We wrote about it here – and to quote ourselves…
Hackers have found a bug that’s giving them direct access to massive lending pools, and a total of $100M worth of crypto is at risk, with an estimated $50M having been stolen as of this writing (31 July).
As things played out, roughly $61M ended up getting stolen through the Curve exploit.
The good-ish news is: almost $10M was returned after the hacker(s) engaged in talks with one of the victims on Friday, blockchain data shows.
How do you communicate anonymously?
Through blockchain transactions of course!
In a message linked to this transaction, the hacker asked Alchemix (one of the victims) to confirm the wallet address where he could return the funds.
Following that, almost $10M was transferred to Alchemix’s wallet in multiple transactions.
Which begs the question: why the sudden change of heart to return the funds?

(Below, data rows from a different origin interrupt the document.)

//! Fixed-period tick driver
//!
//! Accumulates wall-clock time and runs whole simulation steps, so regions
//! always advance by exactly one step per period whatever the caller's
//! frame rate.

use std::time::Duration;

use crate::consts::{MAX_SUBSTEPS, TICK_PERIOD_MS};
use crate::sim::{EventSink, RegionGraph};

pub struct TickDriver {
    period: Duration,
    max_substeps: u32,
    accumulator: Duration,
    ticks: u64,
}

impl Default for TickDriver {
    fn default() -> Self {
        Self::new(Duration::from_millis(TICK_PERIOD_MS), MAX_SUBSTEPS)
    }
}

impl TickDriver {
    pub fn new(period: Duration, max_substeps: u32) -> Self {
        Self {
            period,
            max_substeps: max_substeps.max(1),
            accumulator: Duration::ZERO,
            ticks: 0,
        }
    }

    pub fn period(&self) -> Duration {
        self.period
    }

    /// Steps run so far
    pub fn ticks(&self) -> u64 {
        self.ticks
    }

    /// Time banked toward the next step
    pub fn pending(&self) -> Duration {
        self.accumulator
    }

    /// Bank `elapsed` and run as many whole steps as it covers.
    ///
    /// Elapsed time beyond `max_substeps` periods is dropped. Returns the
    /// number of steps run.
    pub fn advance<S: EventSink + ?Sized>(
        &mut self,
        elapsed: Duration,
        graph: &mut RegionGraph,
        sink: &mut S,
    ) -> u32 {
        if self.period.is_zero() {
            return 0;
        }
        let cap = self.period * self.max_substeps;
        self.accumulator += elapsed.min(cap);

        let mut substeps = 0;
        while self.accumulator >= self.period && substeps < self.max_substeps {
            self.step(graph, sink);
            self.accumulator -= self.period;
            substeps += 1;
        }
        substeps
    }

    /// Run exactly one step
    pub fn step<S: EventSink + ?Sized>(&mut self, graph: &mut RegionGraph, sink: &mut S) {
        let delivered = graph.tick(sink);
        self.ticks += 1;
        if delivered > 0 {
            log::trace!("tick {}: {} ball(s) changed region", self.ticks, delivered);
        }
    }

    /// Run `count` steps back to back, ignoring wall-clock time
    pub fn run_for<S: EventSink + ?Sized>(
        &mut self,
        count: u64,
        graph: &mut RegionGraph,
        sink: &mut S,
    ) {
        for _ in 0..count {
            self.step(graph, sink);
        }
    }
}
//! Region arena and topology
//!
//! Regions live in one `Vec` and refer to each other by [`RegionId`], so a
//! cyclic layout (A right of B, B left of A) needs no shared ownership.
//! Links are one-sided; [`RegionGraph::link`] issues both halves.

use std::fmt;

use super::event::EventSink;
use super::region::Region;
use super::state::{Ball, Direction};
use super::tick::Transfer;
use crate::consts::{DEFAULT_SEQUENCE, ID_BLOCK};
use crate::error::GraphError;

/// Stable handle to a region inside a [`RegionGraph`] (registration index)
#[derive(Debug, Clone, Copy, PartialEq, Eq, Hash, PartialOrd, Ord)]
pub struct RegionId(pub(crate) usize);

impl RegionId {
    pub fn index(self) -> usize {
        self.0
    }
}

impl fmt::Display for RegionId {
    fn fmt(&self, f: &mut fmt::Formatter<'_>) -> fmt::Result {
        write!(f, "{}", self.0)
    }
}

/// Every region of the installation, all sharing one side length
#[derive(Debug, Clone)]
pub struct RegionGraph {
    size: u32,
    sequence: Vec<u8>,
    regions: Vec<Region>,
}

impl RegionGraph {
    pub fn new(size: u32) -> Self {
        Self {
            size,
            sequence: DEFAULT_SEQUENCE.to_vec(),
            regions: Vec::new(),
        }
    }

    /// Pitch sequence given to regions added from now on
    pub fn with_sequence(mut self, pitches: Vec<u8>) -> Self {
        self.sequence = pitches;
        self
    }

    pub fn size(&self) -> u32 {
        self.size
    }

    /// Register a new, unlinked region. Ticked after all earlier ones.
    pub fn add_region(&mut self) -> RegionId {
        let id = RegionId(self.regions.len());
        // Readability only; a busy region can run into the next block
        let first_id = id.0 as u32 * ID_BLOCK + 1;
        let region = Region::new(self.size)
            .with_sequence(self.sequence.clone())
            .with_first_id(first_id);
        self.regions.push(region);
        log::info!("region {} added ({}x{})", id, self.size, self.size);
        id
    }

    pub fn region(&self, id: RegionId) -> Result<&Region, GraphError> {
        self.regions.get(id.0).ok_or(GraphError::UnknownRegion(id))
    }

    pub fn region_mut(&mut self, id: RegionId) -> Result<&mut Region, GraphError> {
        self.regions
            .get_mut(id.0)
            .ok_or(GraphError::UnknownRegion(id))
    }

    /// Point `from`'s `dir` side at `to`. Does not touch `to`.
    pub fn connect(&mut self, from: RegionId, to: RegionId, dir: Direction) -> Result<(), GraphError> {
        self.region(to)?;
        self.region_mut(from)?.connect(to, dir);
        log::info!("region {} {:?} -> region {}", from, dir, to);
        Ok(())
    }

    /// Connect both ways: `a`'s `dir` side to `b`, `b`'s opposite side to `a`
    pub fn link(&mut self, a: RegionId, b: RegionId, dir: Direction) -> Result<(), GraphError> {
        self.region(a)?;
        self.region(b)?;
        self.connect(a, b, dir)?;
        self.connect(b, a, dir.opposite())
    }

    /// Clear one side of `region`. Clearing an empty side is fine.
    pub fn disconnect(&mut self, region: RegionId, dir: Direction) -> Result<(), GraphError> {
        self.region_mut(region)?.disconnect(dir);
        log::info!("region {} {:?} disconnected", region, dir);
        Ok(())
    }

    /// Clear `dir` on `region` and the matching back link, if any
    pub fn unlink(&mut self, region: RegionId, dir: Direction) -> Result<(), GraphError> {
        let neighbor = self.region(region)?.neighbor(dir);
        self.disconnect(region, dir)?;
        if let Some(other) = neighbor {
            let back = dir.opposite();
            if self.region(other)?.neighbor(back) == Some(region) {
                self.disconnect(other, back)?;
            }
        }
        Ok(())
    }

    pub fn add_ball(&mut self, region: RegionId, ball: Ball) -> Result<u32, GraphError> {
        Ok(self.region_mut(region)?.add_ball(ball))
    }

    /// Tick every region in registration order, then deliver transfers.
    ///
    /// A ball that warps this step shows up on its destination only after
    /// every region has moved, so nobody sees a neighbor mid-update.
    /// Returns the number of balls delivered.
    pub fn tick<S: EventSink + ?Sized>(&mut self, sink: &mut S) -> usize {
        let transfers: Vec<Transfer> = self
            .regions
            .iter_mut()
            .flat_map(|region| region.tick(&mut *sink))
            .collect();

        let mut delivered = 0;
        for transfer in transfers {
            match self.regions.get_mut(transfer.to.0) {
                Some(dest) => {
                    let old_id = transfer.ball.id;
                    let new_id = dest.add_ball(transfer.ball);
                    log::debug!("ball {} arrived on region {} as {}", old_id, transfer.to, new_id);
                    delivered += 1;
                }
                None => log::warn!("dropping ball {}: region {} missing", transfer.ball.id, transfer.to),
            }
        }
        delivered
    }

    pub fn ids(&self) -> impl Iterator<Item = RegionId> + '_ {
        (0..self.regions.len()).map(RegionId)
    }

    pub fn regions(&self) -> impl Iterator<Item = (RegionId, &Region)> {
        self.regions.iter().enumerate().map(|(i, r)| (RegionId(i), r))
    }

    pub fn len(&self) -> usize {
        self.regions.len()
    }

    pub fn is_empty(&self) -> bool {
        self.regions.is_empty()
    }

    /// Total balls across all regions
    pub fn ball_count(&self) -> usize {
        self.regions.iter().map(Region::len).sum()
    }
}
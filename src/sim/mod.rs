//! Deterministic simulation module
//!
//! All ball logic lives here. This module must be pure and deterministic:
//! - Fixed period only, driven from outside
//! - Stable iteration order (insertion order within a region, registration
//!   order across regions)
//! - No rendering, audio device or platform dependencies

pub mod collision;
pub mod event;
pub mod graph;
pub mod region;
pub mod state;
pub mod tick;

pub use collision::{axis_overshoot, is_axis_wall, is_true_wall, is_warp_zone, warp_side, wrap_coordinate};
pub use event::{EventSink, NullSink, ReflectionEvent};
pub use graph::{RegionGraph, RegionId};
pub use region::{Region, Sequence};
pub use state::{Axis, Ball, Cell, Color, Direction, Neighbors};
pub use tick::Transfer;
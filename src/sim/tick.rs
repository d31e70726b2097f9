//! Fixed period simulation tick
//!
//! Advances one region by a single step: reflect off true walls, integrate,
//! then hand balls sitting in a warp zone over to the neighbor.

use super::collision::{is_axis_wall, warp_side, wrap_coordinate};
use super::event::{EventSink, ReflectionEvent};
use super::graph::RegionId;
use super::region::{Region, Sequence};
use super::state::{Axis, Ball, Direction};
use crate::consts::LEAD_INDEX;

/// A ball that left a region during its tick
#[derive(Debug, Clone, PartialEq)]
pub struct Transfer {
    /// Neighbor the ball enters
    pub to: RegionId,
    /// Side of the source region it left through
    pub side: Direction,
    /// Wrapped ball, still carrying its source id
    pub ball: Ball,
}

impl Region {
    /// Advance this region by one step. See [`tick`].
    #[must_use = "warped balls are lost unless delivered"]
    pub fn tick<S: EventSink + ?Sized>(&mut self, sink: &mut S) -> Vec<Transfer> {
        tick(self, sink)
    }
}

/// Advance the region by one fixed step.
///
/// Balls that end the step in a warp zone are removed from `region` and
/// returned, already wrapped. The caller delivers them with
/// [`Region::add_ball`] on the destination once every region has ticked.
#[must_use = "warped balls are lost unless delivered"]
pub fn tick<S: EventSink + ?Sized>(region: &mut Region, sink: &mut S) -> Vec<Transfer> {
    region.warp_buffer.clear();

    let size = region.size();
    let neighbors = *region.neighbors();

    // Reflect and integrate. Axes are independent: a corner hit fires twice.
    for (index, ball) in region.balls.iter_mut().enumerate() {
        for axis in [Axis::X, Axis::Y] {
            let next = axis.of(ball.pos) + axis.of(ball.vel);
            if is_axis_wall(&neighbors, size, axis, next) {
                let v = axis.component_mut(&mut ball.vel);
                *v = -*v;
                reflect(index, ball, &mut region.sequence, sink);
            }
        }
        ball.pos += ball.vel;
    }

    for ball in &region.balls {
        if warp_side(&neighbors, size, ball.pos).is_some() {
            region.warp_buffer.push(ball.clone());
        }
    }

    let pending: Vec<Ball> = region.warp_buffer.drain(..).collect();
    let mut transfers = Vec::with_capacity(pending.len());
    for mut ball in pending {
        let Some(side) = warp_side(&neighbors, size, ball.pos) else {
            continue;
        };
        let Some(to) = neighbors.get(side) else {
            continue;
        };
        ball.pos = wrap_coordinate(size, ball.pos, side);
        region.delete_ball(ball.id);
        log::debug!("ball {} warped {:?} to region {}", ball.id, side, to);
        transfers.push(Transfer { to, side, ball });
    }

    transfers
}

fn reflect<S: EventSink + ?Sized>(index: usize, ball: &Ball, sequence: &mut Sequence, sink: &mut S) {
    if index == LEAD_INDEX {
        if let Some(pitch) = sequence.next_pitch() {
            log::trace!("lead ball {} reflected, pitch {}", ball.id, pitch);
            sink.emit(ReflectionEvent::Sequence { pitch });
        }
    } else {
        log::trace!("ball {} reflected, channel {}", ball.id, ball.note);
        sink.emit(ReflectionEvent::Voice { channel: ball.note });
    }
}

#[cfg(test)]
mod tests {
    use super::*;
    use crate::consts::GRID_SIZE;
    use crate::sim::NullSink;
    use glam::Vec2;
    use proptest::prelude::*;

    fn moving(pos: (f32, f32), vel: (f32, f32)) -> Ball {
        Ball::new(Vec2::new(pos.0, pos.1), Vec2::new(vel.0, vel.1))
    }

    /// Four idle balls so the next insert lands on the lead slot
    fn fill_before_lead(region: &mut Region) {
        for _ in 0..LEAD_INDEX {
            region.add_ball(moving((0.0, 0.0), (0.0, 0.0)).with_note(9));
        }
    }

    #[test]
    fn test_reflects_off_right_wall() {
        let mut region = Region::new(GRID_SIZE);
        let id = region.add_ball(moving((14.0, 7.0), (1.0, 0.0)).with_note(3));
        let mut events: Vec<ReflectionEvent> = Vec::new();

        let _ = tick(&mut region, &mut events);
        let ball = region.ball(id).cloned().unwrap();
        assert_eq!(ball.vel.x, -1.0);
        assert_eq!(ball.pos.x, 13.0);
        assert_eq!(events, vec![ReflectionEvent::Voice { channel: 3 }]);

        let _ = tick(&mut region, &mut events);
        let ball = region.ball(id).unwrap();
        assert_eq!(ball.vel.x, -1.0);
        assert_eq!(ball.pos.x, 12.0);
        assert_eq!(events.len(), 1);
    }

    #[test]
    fn test_corner_hit_fires_twice() {
        let mut region = Region::new(GRID_SIZE);
        region.add_ball(moving((14.0, 14.0), (1.0, 1.0)).with_note(2));
        let mut events: Vec<ReflectionEvent> = Vec::new();

        let _ = tick(&mut region, &mut events);
        assert_eq!(
            events,
            vec![
                ReflectionEvent::Voice { channel: 2 },
                ReflectionEvent::Voice { channel: 2 }
            ]
        );
        assert_eq!(region.balls()[0].pos, Vec2::new(13.0, 13.0));
        assert_eq!(region.balls()[0].vel, Vec2::new(-1.0, -1.0));
    }

    #[test]
    fn test_lead_corner_hit_advances_sequence_twice() {
        let mut region = Region::new(GRID_SIZE).with_sequence(vec![40, 42, 44]);
        fill_before_lead(&mut region);
        region.add_ball(moving((0.0, 0.0), (-1.0, -1.0)));
        let mut events: Vec<ReflectionEvent> = Vec::new();

        let _ = tick(&mut region, &mut events);
        assert_eq!(
            events,
            vec![
                ReflectionEvent::Sequence { pitch: 40 },
                ReflectionEvent::Sequence { pitch: 42 }
            ]
        );
        assert_eq!(region.sequence().cursor(), 2);
    }

    #[test]
    fn test_lead_walks_sequence_and_wraps() {
        // Side 2: a ball at x=1 moving right bounces every tick
        let mut region = Region::new(2).with_sequence(vec![40, 42, 44]);
        fill_before_lead(&mut region);
        region.add_ball(moving((1.0, 0.0), (1.0, 0.0)));
        let mut events: Vec<ReflectionEvent> = Vec::new();

        let _ = tick(&mut region, &mut events);
        assert_eq!(events, vec![ReflectionEvent::Sequence { pitch: 40 }]);
        assert_eq!(region.sequence().cursor(), 1);

        let _ = tick(&mut region, &mut events);
        let _ = tick(&mut region, &mut events);
        assert_eq!(
            events,
            vec![
                ReflectionEvent::Sequence { pitch: 40 },
                ReflectionEvent::Sequence { pitch: 42 },
                ReflectionEvent::Sequence { pitch: 44 }
            ]
        );
        assert_eq!(region.sequence().cursor(), 0);
    }

    #[test]
    fn test_non_lead_balls_use_voice_events() {
        let mut region = Region::new(GRID_SIZE);
        for note in 0..4 {
            region.add_ball(moving((14.0, note as f32), (1.0, 0.0)).with_note(note));
        }
        let mut events: Vec<ReflectionEvent> = Vec::new();
        let _ = tick(&mut region, &mut events);
        let channels: Vec<_> = events
            .iter()
            .map(|e| match e {
                ReflectionEvent::Voice { channel } => *channel,
                ReflectionEvent::Sequence { .. } => panic!("no lead ball present"),
            })
            .collect();
        assert_eq!(channels, vec![0, 1, 2, 3]);
        assert_eq!(region.sequence().cursor(), 0);
    }

    #[test]
    fn test_lead_with_empty_sequence_is_silent() {
        let mut region = Region::new(GRID_SIZE).with_sequence(Vec::new());
        fill_before_lead(&mut region);
        let lead = region.add_ball(moving((14.0, 7.0), (1.0, 0.0)));
        let mut events: Vec<ReflectionEvent> = Vec::new();

        let _ = tick(&mut region, &mut events);
        assert!(events.is_empty());
        assert_eq!(region.ball(lead).map(|b| b.vel.x), Some(-1.0));
    }

    #[test]
    fn test_warp_leaves_region_wrapped() {
        let mut region = Region::new(GRID_SIZE);
        region.connect(RegionId(1), Direction::Right);
        let id = region.add_ball(moving((14.0, 7.0), (1.0, 0.0)).with_note(4));
        let mut events: Vec<ReflectionEvent> = Vec::new();

        let transfers = tick(&mut region, &mut events);
        assert!(events.is_empty());
        assert!(!region.contains(id));
        assert!(region.pending_transfers().is_empty());
        assert_eq!(transfers.len(), 1);

        let transfer = &transfers[0];
        assert_eq!(transfer.to, RegionId(1));
        assert_eq!(transfer.side, Direction::Right);
        assert_eq!(transfer.ball.id, id);
        assert_eq!(transfer.ball.pos, Vec2::new(0.0, 7.0));
        assert_eq!(transfer.ball.vel, Vec2::new(1.0, 0.0));
        assert_eq!(transfer.ball.note, 4);
    }

    #[test]
    fn test_diagonal_warp_resolves_x_first() {
        let mut region = Region::new(GRID_SIZE);
        region.connect(RegionId(1), Direction::Right);
        region.connect(RegionId(2), Direction::Bottom);
        region.add_ball(moving((14.0, 14.0), (1.0, 1.0)));

        let transfers = tick(&mut region, &mut NullSink);
        assert_eq!(transfers.len(), 1);
        assert_eq!(transfers[0].to, RegionId(1));
        // y overshoot travels with the ball
        assert_eq!(transfers[0].ball.pos, Vec2::new(0.0, 15.0));
    }

    #[test]
    fn test_tick_is_deterministic() {
        let build = || {
            let mut region = Region::new(GRID_SIZE);
            region.add_ball(moving((3.0, 4.0), (0.75, -1.25)).with_note(1));
            region.add_ball(moving((10.0, 2.0), (-2.0, 0.5)).with_note(2));
            region
        };
        let mut a = build();
        let mut b = build();
        let mut events_a: Vec<ReflectionEvent> = Vec::new();
        let mut events_b: Vec<ReflectionEvent> = Vec::new();

        for _ in 0..50 {
            let _ = tick(&mut a, &mut events_a);
            let _ = tick(&mut b, &mut events_b);
        }
        assert_eq!(a.balls(), b.balls());
        assert_eq!(events_a, events_b);
    }

    proptest! {
        #[test]
        fn prop_unlinked_region_keeps_balls_inside(
            px in 0.0f32..=14.0,
            py in 0.0f32..=14.0,
            vx in -3.0f32..=3.0,
            vy in -3.0f32..=3.0,
            ticks in 1usize..80,
        ) {
            let max = (GRID_SIZE - 1) as f32;
            let mut region = Region::new(GRID_SIZE);
            region.add_ball(Ball::new(Vec2::new(px, py), Vec2::new(vx, vy)));

            for _ in 0..ticks {
                let before = region.balls()[0].clone();
                let next = before.pos + before.vel;
                let hit_x = next.x < 0.0 || next.x > max;
                let hit_y = next.y < 0.0 || next.y > max;

                let transfers = region.tick(&mut NullSink);
                prop_assert!(transfers.is_empty());

                let after = &region.balls()[0];
                prop_assert!(after.pos.x >= 0.0 && after.pos.x <= max);
                prop_assert!(after.pos.y >= 0.0 && after.pos.y <= max);
                let expect_vx = if hit_x { -before.vel.x } else { before.vel.x };
                let expect_vy = if hit_y { -before.vel.y } else { before.vel.y };
                prop_assert_eq!(after.vel.x, expect_vx);
                prop_assert_eq!(after.vel.y, expect_vy);
            }
        }
    }
}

We have a few theories which go a little something like this:
-
The least likely, but most wholesome, theory is that the hackers were ‘white hat’ hackers. They did the hack to improve the protocol overall. A ‘white hat’ hacker is kind of like Superman, to a ‘black hat’ hacker’s Lex Luthor – they use their (hacking) powers for good.
-
They may have gotten spooked, and returned the funds in good conscience; or changed their minds after speaking with at least one of the victims and hearing their story. (Also pretty unlikely).
-
The most likely option – at least in our minds – is that they made a deal with the team in charge of the governance of Curve, and that deal involved returning a portion of the funds.
The real reason may come out later this week.
Let’s hope the exploit is fully resolved now, and that this doesn’t happen again!